Segment Start: PROVIDED INFORMATION

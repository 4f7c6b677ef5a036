//! Language levels and the grammar extensions they admit.
//!
//! Each release since 1.4 added syntax; the lexer and parser consult these
//! predicates to decide whether a construct is admissible at the configured
//! level. First use below the configured level reports one diagnostic and
//! then proceeds as if allowed -- the gate check lives in the consumers, the
//! facts live here.

/// A configured minimum language release.
#[derive(Copy, Clone, Eq, PartialEq, Hash, PartialOrd, Ord, Debug)]
pub enum SourceLevel {
    Release4,
    Release5,
    Release6,
    Release7,
    Release8,
}

impl SourceLevel {
    /// The newest release this front end understands.
    pub const LATEST: SourceLevel = SourceLevel::Release8;

    /// Release name as spelled in diagnostics.
    pub fn name(self) -> &'static str {
        match self {
            SourceLevel::Release4 => "1.4",
            SourceLevel::Release5 => "5",
            SourceLevel::Release6 => "6",
            SourceLevel::Release7 => "7",
            SourceLevel::Release8 => "8",
        }
    }

    // Release 5
    pub fn allows_generics(self) -> bool {
        self >= SourceLevel::Release5
    }
    pub fn allows_enums(self) -> bool {
        self >= SourceLevel::Release5
    }
    pub fn allows_varargs(self) -> bool {
        self >= SourceLevel::Release5
    }
    pub fn allows_foreach(self) -> bool {
        self >= SourceLevel::Release5
    }
    pub fn allows_static_import(self) -> bool {
        self >= SourceLevel::Release5
    }
    pub fn allows_annotations(self) -> bool {
        self >= SourceLevel::Release5
    }
    pub fn allows_hex_floats(self) -> bool {
        self >= SourceLevel::Release5
    }

    // Release 7
    pub fn allows_diamond(self) -> bool {
        self >= SourceLevel::Release7
    }
    pub fn allows_try_with_resources(self) -> bool {
        self >= SourceLevel::Release7
    }
    pub fn allows_multi_catch(self) -> bool {
        self >= SourceLevel::Release7
    }
    pub fn allows_underscores_in_literals(self) -> bool {
        self >= SourceLevel::Release7
    }
    pub fn allows_binary_literals(self) -> bool {
        self >= SourceLevel::Release7
    }

    // Release 8
    pub fn allows_lambdas(self) -> bool {
        self >= SourceLevel::Release8
    }
    pub fn allows_method_references(self) -> bool {
        self >= SourceLevel::Release8
    }
    pub fn allows_default_methods(self) -> bool {
        self >= SourceLevel::Release8
    }
    pub fn allows_static_interface_methods(self) -> bool {
        self >= SourceLevel::Release8
    }
    pub fn allows_intersection_casts(self) -> bool {
        self >= SourceLevel::Release8
    }
    pub fn allows_type_annotations(self) -> bool {
        self >= SourceLevel::Release8
    }
    pub fn allows_receiver_params(self) -> bool {
        self >= SourceLevel::Release8
    }
}

impl Default for SourceLevel {
    fn default() -> Self {
        SourceLevel::LATEST
    }
}

#[cfg(test)]
mod tests {
    use super::*;

    #[test]
    fn levels_are_ordered() {
        assert!(SourceLevel::Release4 < SourceLevel::Release5);
        assert!(SourceLevel::Release7 < SourceLevel::Release8);
    }

    #[test]
    fn release5_gates() {
        assert!(!SourceLevel::Release4.allows_generics());
        assert!(SourceLevel::Release5.allows_generics());
        assert!(SourceLevel::Release5.allows_enums());
        assert!(!SourceLevel::Release5.allows_diamond());
    }

    #[test]
    fn release7_gates() {
        assert!(!SourceLevel::Release6.allows_underscores_in_literals());
        assert!(SourceLevel::Release7.allows_underscores_in_literals());
        assert!(SourceLevel::Release7.allows_binary_literals());
        assert!(SourceLevel::Release7.allows_multi_catch());
        assert!(!SourceLevel::Release7.allows_lambdas());
    }

    #[test]
    fn release8_gates() {
        assert!(SourceLevel::Release8.allows_lambdas());
        assert!(SourceLevel::Release8.allows_method_references());
        assert!(SourceLevel::Release8.allows_type_annotations());
    }

    #[test]
    fn latest_allows_everything() {
        let l = SourceLevel::LATEST;
        assert!(l.allows_generics() && l.allows_lambdas() && l.allows_diamond());
    }
}
//! Decoded-character cursor with transparent unicode-escape resolution.
//!
//! The reader presents the source as a sequence of decoded characters: a
//! backslash followed by one or more `u`s and four hex digits arrives as
//! the single character it denotes, and an escaped surrogate pair arrives
//! as one supplementary character. Raw UTF-8 is decoded as-is.
//!
//! Escape decoding is positional: each unit is decoded from its raw bytes
//! exactly once, so a backslash *produced* by an escape can never be
//! re-interpreted as the start of another escape. Callers that must honor
//! the even-number-of-backslashes rule inside literals and comments use
//! [`UnicodeReader::peek_raw`] + [`UnicodeReader::skip_byte`] to step over
//! a doubled backslash without decoding.
//!
//! Problems (malformed escapes, lone surrogates, non-ASCII digits) are
//! recorded as [`ReaderIssue`] values; the reader always leaves a
//! best-effort character so scanning can continue.

use crate::SourceBuffer;

/// What went wrong while decoding.
#[derive(Copy, Clone, Eq, PartialEq, Debug)]
pub enum ReaderIssueKind {
    /// `\u` not followed by four hex digits.
    MalformedEscape,
    /// An escaped surrogate without its partner.
    LoneSurrogate,
    /// A non-ASCII digit inside a numeric literal.
    NonAsciiDigit,
}

/// A recorded decoding problem at a byte offset.
#[derive(Copy, Clone, Eq, PartialEq, Debug)]
pub struct ReaderIssue {
    pub kind: ReaderIssueKind,
    pub pos: u32,
}

/// Sentinel character reported at end of input.
const EOF_CHAR: char = '\0';

/// Decoded-character cursor over a [`SourceBuffer`].
pub struct UnicodeReader<'src> {
    /// Padded buffer; reads past `source_len` yield `0x00`.
    buf: &'src [u8],
    source_len: u32,
    /// Current decoded character ([`EOF_CHAR`] at end of input).
    ch: char,
    /// Byte offset where the current character's raw spelling starts.
    ch_pos: u32,
    /// Byte offset just past the current character's raw spelling.
    next_pos: u32,
    /// Whether the current character came from a unicode escape.
    from_escape: bool,
    /// Per-token staging buffer for accumulated spellings.
    staged: String,
    issues: Vec<ReaderIssue>,
}

impl<'src> UnicodeReader<'src> {
    pub fn new(buffer: &'src SourceBuffer) -> Self {
        let mut reader = UnicodeReader {
            buf: buffer.padded(),
            source_len: buffer.source_len(),
            ch: EOF_CHAR,
            ch_pos: 0,
            next_pos: 0,
            from_escape: false,
            staged: String::with_capacity(128),
            issues: Vec::new(),
        };
        reader.advance();
        reader
    }

    /// The current decoded character. [`EOF_CHAR`] at end of input; use
    /// [`is_eof`](Self::is_eof) to distinguish from an interior NUL.
    #[inline]
    pub fn ch(&self) -> char {
        self.ch
    }

    /// Byte offset where the current character starts in the raw source.
    #[inline]
    pub fn pos(&self) -> u32 {
        self.ch_pos
    }

    /// Byte offset just past the current character's raw spelling.
    #[inline]
    pub fn end_pos(&self) -> u32 {
        self.next_pos
    }

    /// Whether the current character was produced by escape decoding.
    #[inline]
    pub fn from_escape(&self) -> bool {
        self.from_escape
    }

    #[inline]
    pub fn is_eof(&self) -> bool {
        self.ch_pos >= self.source_len
    }

    /// Length of the source content in bytes.
    #[inline]
    pub fn source_len(&self) -> u32 {
        self.source_len
    }

    /// The raw byte immediately after the current character, undecoded.
    #[inline]
    pub fn peek_raw(&self) -> u8 {
        self.buf[self.next_pos as usize]
    }

    /// Step over one raw byte without decoding it.
    ///
    /// Used to consume the second backslash of a doubled pair so the
    /// following advance does not see it as a potential escape start.
    #[inline]
    pub fn skip_byte(&mut self) {
        self.next_pos += 1;
    }

    /// Advance to the next decoded character.
    pub fn advance(&mut self) {
        let (ch, start, next, from_escape) = self.decode_unit(self.next_pos);
        self.ch = ch;
        self.ch_pos = start;
        self.next_pos = next;
        self.from_escape = from_escape;
    }

    /// Decode one character starting at `pos`.
    ///
    /// Returns `(char, start, next, from_escape)`.
    fn decode_unit(&mut self, pos: u32) -> (char, u32, u32, bool) {
        if pos >= self.source_len {
            return (EOF_CHAR, self.source_len, self.source_len, false);
        }
        let b = self.buf[pos as usize];
        if b == b'\\' && self.buf[pos as usize + 1] == b'u' {
            return self.decode_escape(pos);
        }
        let (ch, width) = self.decode_raw(pos);
        (ch, pos, pos + width, false)
    }

    /// Decode a raw UTF-8 character at `pos`. The buffer is valid UTF-8,
    /// so the leading byte determines the width.
    fn decode_raw(&self, pos: u32) -> (char, u32) {
        let b = self.buf[pos as usize];
        if b < 0x80 {
            return (b as char, 1);
        }
        let width: u32 = match b {
            0xC0..=0xDF => 2,
            0xE0..=0xEF => 3,
            _ => 4,
        };
        let slice = &self.buf[pos as usize..(pos + width) as usize];
        #[allow(
            unsafe_code,
            reason = "buffer bytes come verbatim from a &str and pos sits on a character boundary"
        )]
        // SAFETY: the source was a valid &str and decoding proceeds
        // boundary-to-boundary from offset 0.
        let text = unsafe { std::str::from_utf8_unchecked(slice) };
        match text.chars().next() {
            Some(ch) => (ch, width),
            // unreachable for valid UTF-8; keep scanning on the off chance
            None => (char::REPLACEMENT_CHARACTER, 1),
        }
    }

    /// Decode `\u+XXXX` starting at the backslash. On a malformed escape,
    /// records an issue and yields the offending character undecoded.
    fn decode_escape(&mut self, pos: u32) -> (char, u32, u32, bool) {
        // Skip the backslash and every 'u' marker.
        let mut p = pos + 1;
        while self.buf[p as usize] == b'u' {
            p += 1;
        }

        let mut code: u32 = 0;
        for i in 0..4 {
            let at = p + i;
            let digit = if at < self.source_len {
                (self.buf[at as usize] as char).to_digit(16)
            } else {
                None
            };
            match digit {
                Some(d) => code = (code << 4) + d,
                None => {
                    self.issues.push(ReaderIssue {
                        kind: ReaderIssueKind::MalformedEscape,
                        pos: at.min(self.source_len),
                    });
                    // Best effort: resume at the offending character.
                    let resume = at.min(self.source_len);
                    if resume >= self.source_len {
                        return (EOF_CHAR, self.source_len, self.source_len, false);
                    }
                    let (ch, width) = self.decode_raw(resume);
                    return (ch, pos, resume + width, false);
                }
            }
        }
        let after = p + 4;

        if (0xD800..0xDC00).contains(&code) {
            // High surrogate: absorb an immediately following low surrogate
            // (necessarily another escape; raw UTF-8 cannot spell one).
            if after < self.source_len
                && self.buf[after as usize] == b'\\'
                && self.buf[after as usize + 1] == b'u'
            {
                if let Some((low, low_next)) = Self::escape_value(self.buf, after, self.source_len)
                {
                    if (0xDC00..0xE000).contains(&low) {
                        let scalar = 0x10000 + ((code - 0xD800) << 10) + (low - 0xDC00);
                        if let Some(ch) = char::from_u32(scalar) {
                            return (ch, pos, low_next, true);
                        }
                    }
                }
            }
            self.issues.push(ReaderIssue {
                kind: ReaderIssueKind::LoneSurrogate,
                pos,
            });
            return (char::REPLACEMENT_CHARACTER, pos, after, true);
        }
        if (0xDC00..0xE000).contains(&code) {
            self.issues.push(ReaderIssue {
                kind: ReaderIssueKind::LoneSurrogate,
                pos,
            });
            return (char::REPLACEMENT_CHARACTER, pos, after, true);
        }

        match char::from_u32(code) {
            Some(ch) => (ch, pos, after, true),
            None => (char::REPLACEMENT_CHARACTER, pos, after, true),
        }
    }

    /// Raw value and end offset of a well-formed `\u+XXXX` escape at `pos`,
    /// or `None` if the escape is malformed or truncated.
    fn escape_value(buf: &[u8], pos: u32, source_len: u32) -> Option<(u32, u32)> {
        let mut p = pos + 1;
        while buf[p as usize] == b'u' {
            p += 1;
        }
        let mut code: u32 = 0;
        for i in 0..4 {
            let at = p + i;
            if at >= source_len {
                return None;
            }
            code = (code << 4) + (buf[at as usize] as char).to_digit(16)?;
        }
        Some((code, p + 4))
    }

    // ── Staging buffer ──────────────────────────────────────────────────

    /// Clear the staging buffer (called at the start of each token).
    #[inline]
    pub fn reset_staged(&mut self) {
        self.staged.clear();
    }

    /// Append a character to the staging buffer.
    #[inline]
    pub fn stage(&mut self, ch: char) {
        self.staged.push(ch);
    }

    /// Append the current character to the staging buffer.
    #[inline]
    pub fn stage_current(&mut self) {
        self.staged.push(self.ch);
    }

    /// Append the current character and advance.
    #[inline]
    pub fn stage_current_and_advance(&mut self) {
        self.staged.push(self.ch);
        self.advance();
    }

    /// The accumulated spelling for the current token.
    #[inline]
    pub fn staged(&self) -> &str {
        &self.staged
    }

    #[inline]
    pub fn staged_len(&self) -> usize {
        self.staged.len()
    }

    /// Roll the staging buffer back to an earlier length (error paths that
    /// un-consume a partial suffix).
    #[inline]
    pub fn truncate_staged(&mut self, len: usize) {
        self.staged.truncate(len);
    }

    // ── Digits ──────────────────────────────────────────────────────────

    /// Value of the current character as a digit in `radix`, or `None`.
    ///
    /// A non-ASCII decimal digit records an issue and substitutes `'0'`
    /// for the current character so the literal keeps scanning.
    pub fn digit(&mut self, radix: u32) -> Option<u32> {
        if self.ch.is_ascii() {
            return self.ch.to_digit(radix);
        }
        if self.ch.is_numeric() {
            self.issues.push(ReaderIssue {
                kind: ReaderIssueKind::NonAsciiDigit,
                pos: self.ch_pos,
            });
            self.ch = '0';
            return Some(0);
        }
        None
    }

    // ── Issues & raw access ─────────────────────────────────────────────

    /// Drain the issues recorded since the last call.
    pub fn take_issues(&mut self) -> Vec<ReaderIssue> {
        std::mem::take(&mut self.issues)
    }

    /// Raw source slice (escape spellings untouched).
    #[allow(
        unsafe_code,
        reason = "buffer content comes verbatim from a &str; offsets from the reader sit on character boundaries"
    )]
    pub fn raw_slice(&self, start: u32, end: u32) -> &'src str {
        debug_assert!(start <= end && end <= self.source_len);
        // SAFETY: see decode_raw.
        unsafe { std::str::from_utf8_unchecked(&self.buf[start as usize..end as usize]) }
    }

    /// Position of the next `\n` at or after `pos`, or the end of input.
    /// Used by the line-comment scanner.
    #[allow(
        clippy::cast_possible_truncation,
        reason = "offsets within the source fit in u32 by construction"
    )]
    pub fn find_line_end(&self, pos: u32) -> u32 {
        let hay = &self.buf[pos as usize..self.source_len as usize];
        match memchr::memchr2(b'\n', b'\r', hay) {
            Some(off) => pos + off as u32,
            None => self.source_len,
        }
    }
}
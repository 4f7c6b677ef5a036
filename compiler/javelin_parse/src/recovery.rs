//! Error reporting and resynchronization.
//!
//! Reporting rules:
//! - at most one diagnostic per source offset (strictly increasing
//!   positions; repeats at the same offset are swallowed);
//! - reporting at end of input substitutes the premature-end diagnostic;
//! - if two consecutive reports happen at the same token, one token is
//!   consumed to guarantee forward progress.
//!
//! After reporting, productions either continue in place (a missing token
//! is assumed present) or build an `Erroneous` node wrapping whatever
//! sub-trees already exist and [`Parser::skip`] to a caller-chosen class
//! of safe tokens.

use javelin_diagnostic::{Diagnostic, ErrorCode};
use javelin_ir::{NodeId, Span, Tree, TokenKind};

use crate::{Parser, TreeFactory};

impl<F: TreeFactory> Parser<'_, '_, F> {
    /// Report a syntax error at `pos`, deduplicating by offset and
    /// guaranteeing progress.
    pub(crate) fn report_syntax_error(
        &mut self,
        pos: u32,
        code: ErrorCode,
        message: impl Into<String>,
    ) {
        let fresh = match self.last_err_pos {
            None => true,
            Some(last) => pos > last,
        };
        if fresh {
            if self.kind() == TokenKind::Eof {
                self.report(
                    Diagnostic::error(ErrorCode::E1005)
                        .with_message("reached end of input while parsing")
                        .with_span(Span::point(pos)),
                );
            } else {
                self.report(
                    Diagnostic::error(code)
                        .with_message(message)
                        .with_span(Span::point(pos)),
                );
            }
        }
        self.last_err_pos = Some(pos);

        // Two reports at one token: consume it so recovery cannot spin.
        let token_pos = self.pos();
        if self.recovery_pos == Some(token_pos) && self.kind() != TokenKind::Eof {
            self.next();
        }
        self.recovery_pos = Some(self.pos());
    }

    /// Report and build an `Erroneous` placeholder wrapping `parts`.
    pub(crate) fn syntax_error(
        &mut self,
        pos: u32,
        parts: &[NodeId],
        code: ErrorCode,
        message: impl Into<String>,
    ) -> NodeId {
        self.report_syntax_error(pos, code, message);
        let parts = self.make_list(parts);
        self.make(Tree::Erroneous { parts }, pos)
    }

    /// An illegal construct at the current token: report `illegal start of
    /// expression/type` depending on mode, yield an erroneous node.
    pub(crate) fn illegal(&mut self) -> NodeId {
        let pos = self.pos();
        if self.mode.contains(crate::Mode::EXPR) {
            self.syntax_error(pos, &[], ErrorCode::E1002, "illegal start of expression")
        } else {
            self.syntax_error(pos, &[], ErrorCode::E1003, "illegal start of type")
        }
    }

    /// Whether an error was just reported at or beyond the current token,
    /// meaning the caller should resynchronize before continuing.
    pub(crate) fn recovered_here(&self) -> bool {
        matches!(self.last_err_pos, Some(p) if self.pos() <= p)
    }

    /// Skip tokens until reaching one that can start the construct the
    /// caller wants to resume at. Consumes a `;` outright; always stops at
    /// end of input and at top-level declaration starters.
    pub(crate) fn skip(
        &mut self,
        stop_at_import: bool,
        stop_at_member_decl: bool,
        stop_at_identifier: bool,
        stop_at_statement: bool,
    ) {
        loop {
            match self.kind() {
                TokenKind::Semi => {
                    self.next();
                    return;
                }
                TokenKind::Public
                | TokenKind::Final
                | TokenKind::Abstract
                | TokenKind::At
                | TokenKind::Eof
                | TokenKind::Class
                | TokenKind::Interface
                | TokenKind::Enum => return,
                TokenKind::Import if stop_at_import => return,
                TokenKind::LBrace
                | TokenKind::RBrace
                | TokenKind::Private
                | TokenKind::Protected
                | TokenKind::Static
                | TokenKind::Transient
                | TokenKind::Native
                | TokenKind::Volatile
                | TokenKind::Synchronized
                | TokenKind::Strictfp
                | TokenKind::Lt
                | TokenKind::Byte
                | TokenKind::Short
                | TokenKind::Char
                | TokenKind::Int
                | TokenKind::Long
                | TokenKind::Float
                | TokenKind::Double
                | TokenKind::Boolean
                | TokenKind::Void
                    if stop_at_member_decl =>
                {
                    return;
                }
                TokenKind::Underscore | TokenKind::Identifier if stop_at_identifier => return,
                TokenKind::Case
                | TokenKind::Default
                | TokenKind::If
                | TokenKind::For
                | TokenKind::While
                | TokenKind::Do
                | TokenKind::Try
                | TokenKind::Switch
                | TokenKind::Return
                | TokenKind::Throw
                | TokenKind::Break
                | TokenKind::Continue
                | TokenKind::Else
                | TokenKind::Finally
                | TokenKind::Catch
                    if stop_at_statement =>
                {
                    return;
                }
                _ => {}
            }
            self.next();
        }
    }
}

Segment End: PROVIDED INFORMATION

§ **EXERCISE AIM**
Within the data above, the lines from the one with "return Some(0);" to the one with "SAFETY: see decode_raw." must be repeated exactly; no other line belongs in the answer.

§ **SOLUTION FOR THIS TASK**
            return Some(0);
        }
        None
    }

    // ── Issues & raw access ─────────────────────────────────────────────

    /// Drain the issues recorded since the last call.
    pub fn take_issues(&mut self) -> Vec<ReaderIssue> {
        std::mem::take(&mut self.issues)
    }

    /// Raw source slice (escape spellings untouched).
    #[allow(
        unsafe_code,
        reason = "buffer content comes verbatim from a &str; offsets from the reader sit on character boundaries"
    )]
    pub fn raw_slice(&self, start: u32, end: u32) -> &'src str {
        debug_assert!(start <= end && end <= self.source_len);
        // SAFETY: see decode_raw.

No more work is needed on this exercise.